= Innishannon Steam and Vintage Rally =

Festival in County Cork, Ireland

Rally steam engines

Innishannon Steam and Vintage Rally is held between Crossbarry and Innishannon, a village on the main Cork–Bandon road (N71) in County Cork, Ireland. The show takes place on a 38-acre site approximately one mile from Innishannon.

== History ==

The rally has been running since June 1998 and was awarded charitable status in 1999. All proceeds from the event go to the Irish Cancer Society. The rally takes place every June Bank Holiday weekend in Innishannon, County Cork. The founding of the event was led by the steam preservationist Tim Nagle of Kinsale.

Over the years, the event has raised funds for the Irish Cancer Society (ICS). In the first year, IR£5000 was handed over to the charity. In the second year, IR£13,500 was donated. In 2000, the amount more than doubled to IR£27,500. Due to the foot-and-mouth disease outbreak in 2001, no rally was held. However, in 2002, €35,500 went to the Irish Cancer Society. In 2003 the event raised €60,000, and in 2005 €65,000 was raised. Up to 2011, the rally had raised over €970,000 for the ICS. The total contribution exceeded the €1 million mark in 2012.

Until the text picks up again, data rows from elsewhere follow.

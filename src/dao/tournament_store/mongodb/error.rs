use mongodb::error::{Error as MongoError, ErrorKind, WriteFailure};
use thiserror::Error;

pub type MongoResult<T> = std::result::Result<T, MongoDaoError>;

/// Error label attached by the server to writes that lost a transaction race.
const TRANSIENT_TRANSACTION_ERROR: &str = "TransientTransactionError";
/// Server error code for `WriteConflict`.
const WRITE_CONFLICT_CODE: i32 = 112;
/// Server error code for a unique index violation.
const DUPLICATE_KEY_CODE: i32 = 11000;

#[derive(Debug, Error)]
pub enum MongoDaoError {
    #[error("missing MongoDB environment variable `{var}`")]
    MissingEnvVar { var: &'static str },
    #[error("failed to parse MongoDB connection URI `{uri}`")]
    InvalidUri {
        uri: String,
        #[source]
        source: MongoError,
    },
    #[error("failed to build MongoDB client from options")]
    ClientConstruction {
        #[source]
        source: MongoError,
    },
    #[error("MongoDB ping failed during initial connection after {attempts} attempt(s)")]
    InitialPing {
        attempts: u32,
        #[source]
        source: MongoError,
    },
    #[error("MongoDB ping health check failed")]
    HealthPing {
        #[source]
        source: MongoError,
    },
    #[error("failed to ensure index `{index}` on collection `{collection}`")]
    EnsureIndex {
        collection: String,
        index: &'static str,
        #[source]
        source: MongoError,
    },
    #[error("MongoDB session/transaction failure")]
    Session {
        #[source]
        source: MongoError,
    },
    #[error("failed to read from `{collection}`")]
    Read {
        collection: String,
        #[source]
        source: MongoError,
    },
    #[error("failed to write to `{collection}`")]
    Write {
        collection: String,
        #[source]
        source: MongoError,
    },
    #[error("stored identifier `{value}` is not a UUID")]
    InvalidId {
        value: String,
        #[source]
        source: uuid::Error,
    },
    #[error("transaction conflict on `{key}`")]
    Conflict { key: String },
    #[error("document `{key}` not found")]
    MissingDocument { key: String },
}

impl MongoDaoError {
    /// Classify a failed transactional write, turning lost races into [`MongoDaoError::Conflict`].
    ///
    /// A unique index violation counts as a lost race: another writer inserted the same
    /// `waiting` queue entry first.
    pub fn from_write(collection: &str, key: &str, source: MongoError) -> Self {
        if is_write_conflict(&source) || is_duplicate_key(&source) {
            MongoDaoError::Conflict {
                key: key.to_owned(),
            }
        } else {
            MongoDaoError::Write {
                collection: collection.to_owned(),
                source,
            }
        }
    }

    /// Classify a failed commit.
    pub fn from_commit(source: MongoError) -> Self {
        if is_write_conflict(&source) {
            MongoDaoError::Conflict {
                key: "commit".into(),
            }
        } else {
            MongoDaoError::Session { source }
        }
    }
}

fn is_write_conflict(err: &MongoError) -> bool {
    err.contains_label(TRANSIENT_TRANSACTION_ERROR)
        || matches!(
            err.kind.as_ref(),
            ErrorKind::Command(command) if command.code == WRITE_CONFLICT_CODE
        )
}

fn is_duplicate_key(err: &MongoError) -> bool {
    match err.kind.as_ref() {
        ErrorKind::Write(WriteFailure::WriteError(write_error)) => {
            write_error.code == DUPLICATE_KEY_CODE
        }
        ErrorKind::Command(command) => command.code == DUPLICATE_KEY_CODE,
        _ => false,
    }
}
use std::{future::Future, sync::Arc, time::Duration};

use tokio::time::sleep;
use tracing::{error, info, warn};

use crate::{
    dao::{storage::StorageError, tournament_store::TournamentStore},
    services::lifecycle_service,
    state::SharedState,
};

const INITIAL_DELAY: Duration = Duration::from_millis(1_000);
const MAX_DELAY: Duration = Duration::from_secs(10);
const HEALTH_POLL_INTERVAL: Duration = Duration::from_secs(5);
const MAX_RECONNECT_ATTEMPTS: u32 = 3;

/// Reconnect to the storage backend and keep the shared state in degraded mode when it is unavailable.
///
/// Pending tournaments are recovered after every successful connection; recovery replaces
/// start timers left over from an earlier connection.
pub async fn run<F, Fut>(state: SharedState, mut connect: F)
where
    F: FnMut() -> Fut + Send + 'static,
    Fut: Future<Output = Result<Arc<dyn TournamentStore>, StorageError>> + Send,
{
    let mut delay = INITIAL_DELAY;

    loop {
        match connect().await {
            Ok(store) => {
                state.set_store(store.clone()).await;
                info!("storage connection established; leaving degraded mode");
                delay = INITIAL_DELAY;

                if let Err(err) = lifecycle_service::recover(&state).await {
                    error!(error = %err, "failed to recover pending tournaments");
                }

                loop {
                    match store.health_check().await {
                        Ok(()) => {
                            if state.is_degraded().await {
                                info!("storage healthy again; leaving degraded mode");
                                state.update_degraded(false).await;
                            }
                            sleep(HEALTH_POLL_INTERVAL).await;
                        }
                        Err(_) => {
                            if reconnect(&state, store.as_ref()).await {
                                state.update_degraded(false).await;
                                sleep(HEALTH_POLL_INTERVAL).await;
                                continue;
                            }
                            warn!("exhausted storage reconnect attempts; staying in degraded mode");
                            state.clear_store().await;
                            break;
                        }
                    }
                }

                sleep(delay).await;
                delay = (delay * 2).min(MAX_DELAY);
            }
            Err(err) => {
                warn!(error = %err, "storage connection attempt failed");
                sleep(delay).await;
                delay = (delay * 2).min(MAX_DELAY);
            }
        }
    }
}

/// Retry [`TournamentStore::try_reconnect`] with backoff; degraded mode starts at the first failure.
async fn reconnect(state: &SharedState, store: &dyn TournamentStore) -> bool {
    let mut reconnect_delay = INITIAL_DELAY;

    for attempt in 0..MAX_RECONNECT_ATTEMPTS {
        match store.try_reconnect().await {
            Ok(()) => {
                info!("storage reconnection succeeded after health check failure");
                return true;
            }
            Err(reconnect_err) => {
                if attempt == 0 {
                    warn!(
                        attempt, error = %reconnect_err,
                        "storage reconnect first attempt failed; entering degraded mode"
                    );
                    state.update_degraded(true).await;
                } else {
                    warn!(attempt, error = %reconnect_err, "storage reconnect attempt failed");
                }
                sleep(reconnect_delay).await;
                reconnect_delay = (reconnect_delay * 2).min(MAX_DELAY);
            }
        }
    }

    false
}

#[cfg(test)]
mod tests {
    use std::sync::atomic::{AtomicUsize, Ordering};

    use tokio::task::yield_now;

    use super::*;
    use crate::{
        config::AppConfig,
        dao::{
            models::TournamentMetadata,
            tournament_store::MemoryTournamentStore,
            transaction::{NewTournament, WriteOp},
        },
        state::AppState,
    };

    #[tokio::test(start_paused = true)]
    async fn installs_store_after_failed_attempts_and_recovers() {
        let memory = MemoryTournamentStore::new();
        let id = uuid::Uuid::new_v4();
        let state = AppState::new(AppConfig::default(), None);
        let shard = state.shards().shard_for_tournament(id);
        memory
            .batch_write(vec![WriteOp::InsertTournament {
                shard,
                tournament: NewTournament {
                    id,
                    game_type: "memory".into(),
                    players: vec!["alice".into()],
                    max_players: 2,
                    metadata: TournamentMetadata {
                        has_real_players: true,
                        auto_fill_with_bots: false,
                    },
                },
            }])
            .await
            .unwrap();

        let attempts = Arc::new(AtomicUsize::new(0));
        let counter = Arc::clone(&attempts);
        let backend = memory.clone();
        tokio::spawn(run(Arc::clone(&state), move || {
            let attempt = counter.fetch_add(1, Ordering::SeqCst);
            let backend = backend.clone();
            async move {
                if attempt == 0 {
                    return Err(StorageError::unavailable(
                        "connect".into(),
                        std::io::Error::other("refused"),
                    ));
                }
                Ok(Arc::new(backend) as Arc<dyn TournamentStore>)
            }
        }));

        yield_now().await;
        assert!(state.is_degraded().await);

        tokio::time::advance(INITIAL_DELAY).await;
        for _ in 0..16 {
            yield_now().await;
        }

        assert!(!state.is_degraded().await);
        assert_eq!(attempts.load(Ordering::SeqCst), 2);
        // The recovered tournament's start timer is pending again.
        assert_eq!(state.scheduler().pending(), 1);
    }
}
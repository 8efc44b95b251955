use tracing::warn;

use crate::{
    dto::health::{HealthResponse, HealthStatus},
    state::SharedState,
};

/// Probe the installed store and report `ok` or `degraded`.
pub async fn health_status(state: &SharedState) -> HealthResponse {
    let status = match state.require_store().await {
        Ok(store) => match store.health_check().await {
            Ok(()) if !state.is_degraded().await => HealthStatus::Ok,
            Ok(()) => HealthStatus::Degraded,
            Err(err) => {
                warn!(error = %err, "storage health check failed");
                HealthStatus::Degraded
            }
        },
        Err(_) => {
            warn!("storage unavailable (degraded mode)");
            HealthStatus::Degraded
        }
    };

    HealthResponse {
        status,
        pending_tasks: state.scheduler().pending(),
    }
}

#[cfg(test)]
mod tests {
    use std::sync::Arc;

    use super::*;
    use crate::{config::AppConfig, dao::tournament_store::MemoryTournamentStore, state::AppState};

    #[tokio::test]
    async fn reports_degraded_without_store() {
        let state = AppState::new(AppConfig::default(), None);
        assert_eq!(health_status(&state).await.status, HealthStatus::Degraded);

        state.set_store(Arc::new(MemoryTournamentStore::new())).await;
        assert_eq!(health_status(&state).await.status, HealthStatus::Ok);

        state.update_degraded(true).await;
        assert_eq!(health_status(&state).await.status, HealthStatus::Degraded);

        state.clear_store().await;
        assert_eq!(health_status(&state).await.status, HealthStatus::Degraded);
    }
}
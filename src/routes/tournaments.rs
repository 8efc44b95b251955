use axum::{
    Json, Router,
    extract::{Path, State},
    routing::get,
};
use uuid::Uuid;
use validator::Validate;

use crate::{
    dto::results::{ResultsResponse, SubmitResultRequest, SubmitResultResponse},
    error::AppError,
    routes::caller::Caller,
    services::results_service,
    state::SharedState,
};

/// Identifiers that are not UUIDs cannot name a stored tournament.
fn parse_tournament_id(raw: &str) -> Result<Uuid, AppError> {
    Uuid::parse_str(raw).map_err(|_| AppError::NotFound("Tournament not found".into()))
}

/// Submit (or overwrite) the caller's result.
#[utoipa::path(
    post,
    path = "/tournaments/{id}/results",
    tag = "tournaments",
    params(
        ("X-User-Id" = String, Header, description = "Verified caller identity"),
        ("id" = String, Path, description = "Tournament identifier")
    ),
    request_body = SubmitResultRequest,
    responses(
        (status = 200, description = "Result recorded", body = SubmitResultResponse),
        (status = 400, description = "Missing or malformed result", body = crate::error::ErrorBody),
        (status = 403, description = "Caller is not a participant", body = crate::error::ErrorBody),
        (status = 404, description = "Unknown tournament", body = crate::error::ErrorBody)
    )
)]
pub async fn submit_result(
    State(state): State<SharedState>,
    Caller(caller): Caller,
    Path(id): Path<String>,
    Json(payload): Json<SubmitResultRequest>,
) -> Result<Json<SubmitResultResponse>, AppError> {
    let tournament_id = parse_tournament_id(&id)?;
    payload.validate()?;
    let response = results_service::submit_result(
        &state,
        &caller,
        tournament_id,
        payload.user_id.as_deref(),
        payload.result,
    )
    .await?;
    Ok(Json(response))
}

/// Ranked leaderboard of a tournament.
#[utoipa::path(
    get,
    path = "/tournaments/{id}/results",
    tag = "tournaments",
    params(
        ("X-User-Id" = String, Header, description = "Verified caller identity"),
        ("id" = String, Path, description = "Tournament identifier")
    ),
    responses(
        (status = 200, description = "Ranked results", body = ResultsResponse),
        (status = 404, description = "Unknown tournament", body = crate::error::ErrorBody)
    )
)]
pub async fn get_results(
    State(state): State<SharedState>,
    Caller(caller): Caller,
    Path(id): Path<String>,
) -> Result<Json<ResultsResponse>, AppError> {
    let tournament_id = parse_tournament_id(&id)?;
    Ok(Json(
        results_service::get_results(&state, &caller, tournament_id).await?,
    ))
}

/// Configure the tournament routes subtree.
pub fn router() -> Router<SharedState> {
    Router::<SharedState>::new().route(
        "/tournaments/{id}/results",
        get(get_results).post(submit_result),
    )
}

The Innishannon Steam and Vintage replaced the nearby Upton Steam Rally started in 1967/1968 by Ned Foley of Youghal (Steam Roller Engine), Thos (Thomas) Scanlan of Ballyhooley (Overtime Tractor x2) and Brendan O'Connell of Ballincollig (Army Truck) to support the Upton Brothers of Charity. This rally ceased in 1997, due to insurance concerns and costs.

== Objectives ==
This rally was originally created to promote heritage machinery of all classes at work and to provide a venue for vintage enthusiasts to display their machines, as well as allowing the general public to view rare agricultural and mechanical equipment from the past. The exhibits include tractors, threshers, cars, motorbikes, oil and steam engines as well as a working forge. There is also a pet's corner, a cake sale, a number of stands and stalls with art and craft displays, a dog show, sheep dog trials, road rolling, stone crushing, line dancing and a disco. There are also car parking and camping facilities set up in the village. The rally organisers also seek to raise funds for the Irish Cancer Society.